The response must restate the data exactly, with nothing left out.

### Data in this exercise
□ □ □
use chrono::{DateTime, Utc};
use keystone_crypto::ContentHasher;
use keystone_types::{ObjectHash, RepositoryId};
use serde::{Deserialize, Serialize};

/// Root tree entry holding the building record and its floors.
pub const BUILDING_TREE: &str = "building";
/// Root tree entry holding equipment grouped by type.
pub const EQUIPMENT_TREE: &str = "equipment";
/// Root tree entry holding rooms grouped by floor.
pub const SPATIAL_TREE: &str = "spatial";
/// Root tree entry reserved for attached documents.
pub const FILES_TREE: &str = "files";
/// Root tree entry holding building-automation data.
pub const OPERATIONS_TREE: &str = "operations";

/// Name of the building blob inside the building tree.
pub const BUILDING_BLOB: &str = "building.json";
/// Name of the floors subtree inside the building tree.
pub const FLOORS_TREE: &str = "floors";
/// Name of the points subtree inside the operations tree.
pub const POINTS_TREE: &str = "points";
/// Equipment subtree for items without a type.
pub const UNCLASSIFIED: &str = "unclassified";

/// Counts gathered while capturing a snapshot.
#[derive(Clone, Copy, Debug, Default, PartialEq, Eq, Serialize, Deserialize)]
pub struct SnapshotMetadata {
    /// Floors plus rooms.
    pub space_count: u64,
    /// Equipment plus automation points.
    pub item_count: u64,
    pub file_count: u64,
    /// Sum of entity blob sizes in bytes.
    pub total_size: u64,
}

/// A full point-in-time capture of one repository's building.
#[derive(Clone, Debug, PartialEq, Eq, Serialize, Deserialize)]
pub struct Snapshot {
    pub repository_id: RepositoryId,
    pub hash: ObjectHash,
    pub building_tree: ObjectHash,
    pub equipment_tree: ObjectHash,
    pub spatial_tree: ObjectHash,
    pub files_tree: ObjectHash,
    pub operations_tree: ObjectHash,
    pub root_tree: ObjectHash,
    pub metadata: SnapshotMetadata,
    pub created_at: DateTime<Utc>,
}

impl Snapshot {
    /// Snapshot identity: SHA-256 over the five subtree hashes and the
    /// capture counts. Repository id, root tree and timestamp do not
    /// contribute, so identical state always hashes the same.
    pub fn compute_hash(
        building: &ObjectHash,
        equipment: &ObjectHash,
        spatial: &ObjectHash,
        files: &ObjectHash,
        operations: &ObjectHash,
        metadata: &SnapshotMetadata,
    ) -> ObjectHash {
        let header = format!(
            "building {building}\nequipment {equipment}\nspatial {spatial}\nfiles {files}\n\
             operations {operations}\nspaces {}\nitems {}\nfiles {}\nsize {}\n",
            metadata.space_count, metadata.item_count, metadata.file_count, metadata.total_size,
        );
        ContentHasher::digest(header.as_bytes())
    }

    /// Recompute this snapshot's hash from its fields.
    pub fn recompute_hash(&self) -> ObjectHash {
        Self::compute_hash(
            &self.building_tree,
            &self.equipment_tree,
            &self.spatial_tree,
            &self.files_tree,
            &self.operations_tree,
            &self.metadata,
        )
    }

    pub fn short_hash(&self) -> String {
        self.hash.short_hex()
    }
}
use std::path::Path;

use keystone_ledger::CommitBinding;
use keystone_refs::names::validate_branch_name;
use serde::{Deserialize, Serialize};

use crate::error::{SdkError, SdkResult};

/// Engine settings, loadable from TOML.
///
/// Every field is optional in the file; missing fields take their
/// [`Default`] value.
#[derive(Clone, Debug, PartialEq, Eq, Serialize, Deserialize)]
#[serde(default, deny_unknown_fields)]
pub struct EngineConfig {
    /// Branch created when a repository is first opened.
    pub default_branch: String,
    /// What commit hashes bind to.
    pub commit_binding: CommitBinding,
    /// Prefix of automatic version tags (`v1`, `v2`, ...).
    pub version_tag_prefix: String,
    pub validate_after_rollback: bool,
    /// `trace`, `debug`, `info`, `warn`, or `error`.
    pub log_level: String,
}

impl Default for EngineConfig {
    fn default() -> Self {
        Self {
            default_branch: "main".into(),
            commit_binding: CommitBinding::Snapshot,
            version_tag_prefix: "v".into(),
            validate_after_rollback: true,
            log_level: "info".into(),
        }
    }
}

impl EngineConfig {
    pub fn from_toml_str(s: &str) -> SdkResult<Self> {
        let config: Self = toml::from_str(s).map_err(|e| SdkError::Config(e.to_string()))?;
        config.validate()?;
        Ok(config)
    }

    pub fn load(path: impl AsRef<Path>) -> SdkResult<Self> {
        let text = std::fs::read_to_string(path.as_ref())?;
        Self::from_toml_str(&text)
    }

    pub fn to_toml_string(&self) -> SdkResult<String> {
        toml::to_string(self).map_err(|e| SdkError::Config(e.to_string()))
    }

    pub fn validate(&self) -> SdkResult<()> {
        validate_branch_name(&self.default_branch)
            .map_err(|e| SdkError::Config(format!("default_branch: {e}")))?;
        if self.version_tag_prefix.trim().is_empty() {
            return Err(SdkError::Config("version_tag_prefix must not be empty".into()));
        }
        self.log_level
            .parse::<tracing::Level>()
            .map_err(|_| SdkError::Config(format!("unknown log_level {:?}", self.log_level)))?;
        Ok(())
    }
}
□ □ □
### Written response
use chrono::{DateTime, Utc};
use keystone_crypto::ContentHasher;
use keystone_types::{ObjectHash, RepositoryId};
use serde::{Deserialize, Serialize};

/// Root tree entry holding the building record and its floors.
pub const BUILDING_TREE: &str = "building";
/// Root tree entry holding equipment grouped by type.
pub const EQUIPMENT_TREE: &str = "equipment";
/// Root tree entry holding rooms grouped by floor.
pub const SPATIAL_TREE: &str = "spatial";
/// Root tree entry reserved for attached documents.
pub const FILES_TREE: &str = "files";
/// Root tree entry holding building-automation data.
pub const OPERATIONS_TREE: &str = "operations";

/// Name of the building blob inside the building tree.
pub const BUILDING_BLOB: &str = "building.json";
/// Name of the floors subtree inside the building tree.
pub const FLOORS_TREE: &str = "floors";
/// Name of the points subtree inside the operations tree.
pub const POINTS_TREE: &str = "points";
/// Equipment subtree for items without a type.
pub const UNCLASSIFIED: &str = "unclassified";

/// Counts gathered while capturing a snapshot.
#[derive(Clone, Copy, Debug, Default, PartialEq, Eq, Serialize, Deserialize)]
pub struct SnapshotMetadata {
    /// Floors plus rooms.
    pub space_count: u64,
    /// Equipment plus automation points.
    pub item_count: u64,
    pub file_count: u64,
    /// Sum of entity blob sizes in bytes.
    pub total_size: u64,
}

/// A full point-in-time capture of one repository's building.
#[derive(Clone, Debug, PartialEq, Eq, Serialize, Deserialize)]
pub struct Snapshot {
    pub repository_id: RepositoryId,
    pub hash: ObjectHash,
    pub building_tree: ObjectHash,
    pub equipment_tree: ObjectHash,
    pub spatial_tree: ObjectHash,
    pub files_tree: ObjectHash,
    pub operations_tree: ObjectHash,
    pub root_tree: ObjectHash,
    pub metadata: SnapshotMetadata,
    pub created_at: DateTime<Utc>,
}

impl Snapshot {
    /// Snapshot identity: SHA-256 over the five subtree hashes and the
    /// capture counts. Repository id, root tree and timestamp do not
    /// contribute, so identical state always hashes the same.
    pub fn compute_hash(
        building: &ObjectHash,
        equipment: &ObjectHash,
        spatial: &ObjectHash,
        files: &ObjectHash,
        operations: &ObjectHash,
        metadata: &SnapshotMetadata,
    ) -> ObjectHash {
        let header = format!(
            "building {building}\nequipment {equipment}\nspatial {spatial}\nfiles {files}\n\
             operations {operations}\nspaces {}\nitems {}\nfiles {}\nsize {}\n",
            metadata.space_count, metadata.item_count, metadata.file_count, metadata.total_size,
        );
        ContentHasher::digest(header.as_bytes())
    }

    /// Recompute this snapshot's hash from its fields.
    pub fn recompute_hash(&self) -> ObjectHash {
        Self::compute_hash(
            &self.building_tree,
            &self.equipment_tree,
            &self.spatial_tree,
            &self.files_tree,
            &self.operations_tree,
            &self.metadata,
        )
    }

    pub fn short_hash(&self) -> String {
        self.hash.short_hex()
    }
}
use std::path::Path;

use keystone_ledger::CommitBinding;
use keystone_refs::names::validate_branch_name;
use serde::{Deserialize, Serialize};

use crate::error::{SdkError, SdkResult};

/// Engine settings, loadable from TOML.
///
/// Every field is optional in the file; missing fields take their
/// [`Default`] value.
#[derive(Clone, Debug, PartialEq, Eq, Serialize, Deserialize)]
#[serde(default, deny_unknown_fields)]
pub struct EngineConfig {
    /// Branch created when a repository is first opened.
    pub default_branch: String,
    /// What commit hashes bind to.
    pub commit_binding: CommitBinding,
    /// Prefix of automatic version tags (`v1`, `v2`, ...).
    pub version_tag_prefix: String,
    pub validate_after_rollback: bool,
    /// `trace`, `debug`, `info`, `warn`, or `error`.
    pub log_level: String,
}

impl Default for EngineConfig {
    fn default() -> Self {
        Self {
            default_branch: "main".into(),
            commit_binding: CommitBinding::Snapshot,
            version_tag_prefix: "v".into(),
            validate_after_rollback: true,
            log_level: "info".into(),
        }
    }
}

impl EngineConfig {
    pub fn from_toml_str(s: &str) -> SdkResult<Self> {
        let config: Self = toml::from_str(s).map_err(|e| SdkError::Config(e.to_string()))?;
        config.validate()?;
        Ok(config)
    }

    pub fn load(path: impl AsRef<Path>) -> SdkResult<Self> {
        let text = std::fs::read_to_string(path.as_ref())?;
        Self::from_toml_str(&text)
    }

    pub fn to_toml_string(&self) -> SdkResult<String> {
        toml::to_string(self).map_err(|e| SdkError::Config(e.to_string()))
    }

    pub fn validate(&self) -> SdkResult<()> {
        validate_branch_name(&self.default_branch)
            .map_err(|e| SdkError::Config(format!("default_branch: {e}")))?;
        if self.version_tag_prefix.trim().is_empty() {
            return Err(SdkError::Config("version_tag_prefix must not be empty".into()));
        }
        self.log_level
            .parse::<tracing::Level>()
            .map_err(|_| SdkError::Config(format!("unknown log_level {:?}", self.log_level)))?;
        Ok(())
    }
}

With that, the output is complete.